Midas, meanwhile, had poured out a cup of coffee, and, as a matter of course, the coffee-pot, whatever metal it may have been when he took it up, was gold when he set it down. He thought to himself, that it was rather an extravagant style of splendor, in a king of his simple habits, to breakfast off a service of gold, and began to be puzzled with the difficulty of keeping his treasures safe. The cupboard and the kitchen would no longer be a secure place of deposit for articles so valuable as golden bowls and coffee-pots.

Amid these thoughts, he lifted a spoonful of coffee to his lips, and, sipping it, was astonished to perceive that, the instant his lips touched the liquid, it became molten gold, and, the next moment, hardened into a lump!

" Ha! " exclaimed Midas, rather aghast.

"What is the matter, father?" asked little Marygold, gazing at him, with the tears still standing in her eyes.

" Nothing, child, nothing! " said Midas. " Eat your milk, before it gets quite cold."

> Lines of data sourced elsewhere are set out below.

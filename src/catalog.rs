use std::path::Path;

/// One selectable page: a label for the picker and the reference to load.
#[derive(Clone, Debug, PartialEq, Eq)]
pub struct CatalogEntry {
    pub display_name: String,
    pub image_url: String,
}

/// Supplier of selectable images. Only `image_url` is ever loaded.
pub trait ImageCatalog {
    fn list_selectable_images(&self) -> Vec<CatalogEntry>;
}

/// A fixed list of entries.
#[derive(Clone, Debug, Default)]
pub struct StaticCatalog {
    entries: Vec<CatalogEntry>,
}

impl StaticCatalog {
    pub fn new(entries: Vec<CatalogEntry>) -> Self {
        Self { entries }
    }
}

impl ImageCatalog for StaticCatalog {
    fn list_selectable_images(&self) -> Vec<CatalogEntry> {
        self.entries.clone()
    }
}

/// Entries resolved from literal paths, glob patterns and URLs, re-read on
/// every listing so new files show up.
#[derive(Clone, Debug, Default)]
pub struct GlobCatalog {
    patterns: Vec<String>,
}

impl GlobCatalog {
    pub fn new(patterns: Vec<String>) -> Self {
        Self { patterns }
    }
}

impl ImageCatalog for GlobCatalog {
    fn list_selectable_images(&self) -> Vec<CatalogEntry> {
        let mut entries: Vec<CatalogEntry> = Vec::new();
        let mut push = |entry: CatalogEntry| {
            if !entries.iter().any(|e| e.image_url == entry.image_url) {
                entries.push(entry);
            }
        };

        for pattern in &self.patterns {
            if is_remote(pattern) {
                push(CatalogEntry {
                    display_name: display_name_for(pattern),
                    image_url: pattern.clone(),
                });
                continue;
            }

            let as_path = Path::new(pattern);
            if as_path.is_file() {
                push(entry_for_path(as_path));
                continue;
            }

            match glob::glob(pattern) {
                Ok(paths) => {
                    let mut matched = false;
                    for path in paths.flatten().filter(|p| p.is_file()) {
                        push(entry_for_path(&path));
                        matched = true;
                    }
                    if !matched {
                        log::warn!("Catalog pattern '{pattern}' matched no files");
                    }
                }
                Err(e) => log::warn!("Invalid catalog pattern '{pattern}': {e}"),
            }
        }
        entries
    }
}

fn is_remote(reference: &str) -> bool {
    reference.starts_with("http://") || reference.starts_with("https://")
}

fn entry_for_path(path: &Path) -> CatalogEntry {
    CatalogEntry {
        display_name: display_name_for(&path.to_string_lossy()),
        image_url: path.to_string_lossy().into_owned(),
    }
}

/// "floral_garden-02.png" becomes "Floral Garden 02".
pub fn display_name_for(reference: &str) -> String {
    let file = reference
        .trim_end_matches('/')
        .rsplit(['/', '\\'])
        .next()
        .unwrap_or(reference);
    let stem = match file.rsplit_once('.') {
        Some((stem, _)) if !stem.is_empty() => stem,
        _ => file,
    };
    stem.split(['-', '_', ' '])
        .filter(|word| !word.is_empty())
        .map(|word| {
            let mut chars = word.chars();
            match chars.next() {
                Some(first) => first.to_uppercase().chain(chars).collect::<String>(),
                None => String::new(),
            }
        })
        .collect::<Vec<_>>()
        .join(" ")
}
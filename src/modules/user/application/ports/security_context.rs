/// Port exposing the principal a transport attached to the current request
pub trait SecurityContext: Send + Sync {
    /// Username of the current principal, if any
    fn current_username(&self) -> Option<String>;
}
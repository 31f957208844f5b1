pub mod authentication_provider;
pub mod security_context;

pub use authentication_provider::AuthenticationProvider;
#[cfg(test)]
pub use authentication_provider::MockAuthenticationProvider;
pub use security_context::SecurityContext;
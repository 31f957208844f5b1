use async_trait::async_trait;

use crate::modules::user::domain::entities::User;
use crate::shared::errors::AppResult;

#[cfg_attr(test, mockall::automock)]
#[async_trait]
pub trait UserRepository: Send + Sync {
    /// Find user by username, with its roles loaded
    async fn find_by_username(&self, username: &str) -> AppResult<Option<User>>;
}
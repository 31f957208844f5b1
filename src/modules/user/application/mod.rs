pub mod ports;
pub mod service;

pub use service::UserService;
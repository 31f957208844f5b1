pub mod logger;
pub mod validation;

pub use validation::Validator;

He took one of the nice little trouts on his plate, and, by way of experiment, touched its tail with his finger. To his horror, it was immediately transmuted from an admirably fried brook-trout into a goldfish, though not one of those gold-fishes which people often keep in glass globes, as ornaments for the parlor. No; but it was really a metallic fish and looked as if it had been very cunningly made by the nicest goldsmith in the world. Its little bones were now golden wires; its fins and tail were thin plates of gold; and there were the marks of the fork in it, and all the delicate, frothy appearance of a nicely fried fish, exactly imitated in metal. A very pretty piece of work, as you may suppose; only King Midas, just at that moment, would much rather have had a real trout in his dish than this elaborate and valuable imitation of one.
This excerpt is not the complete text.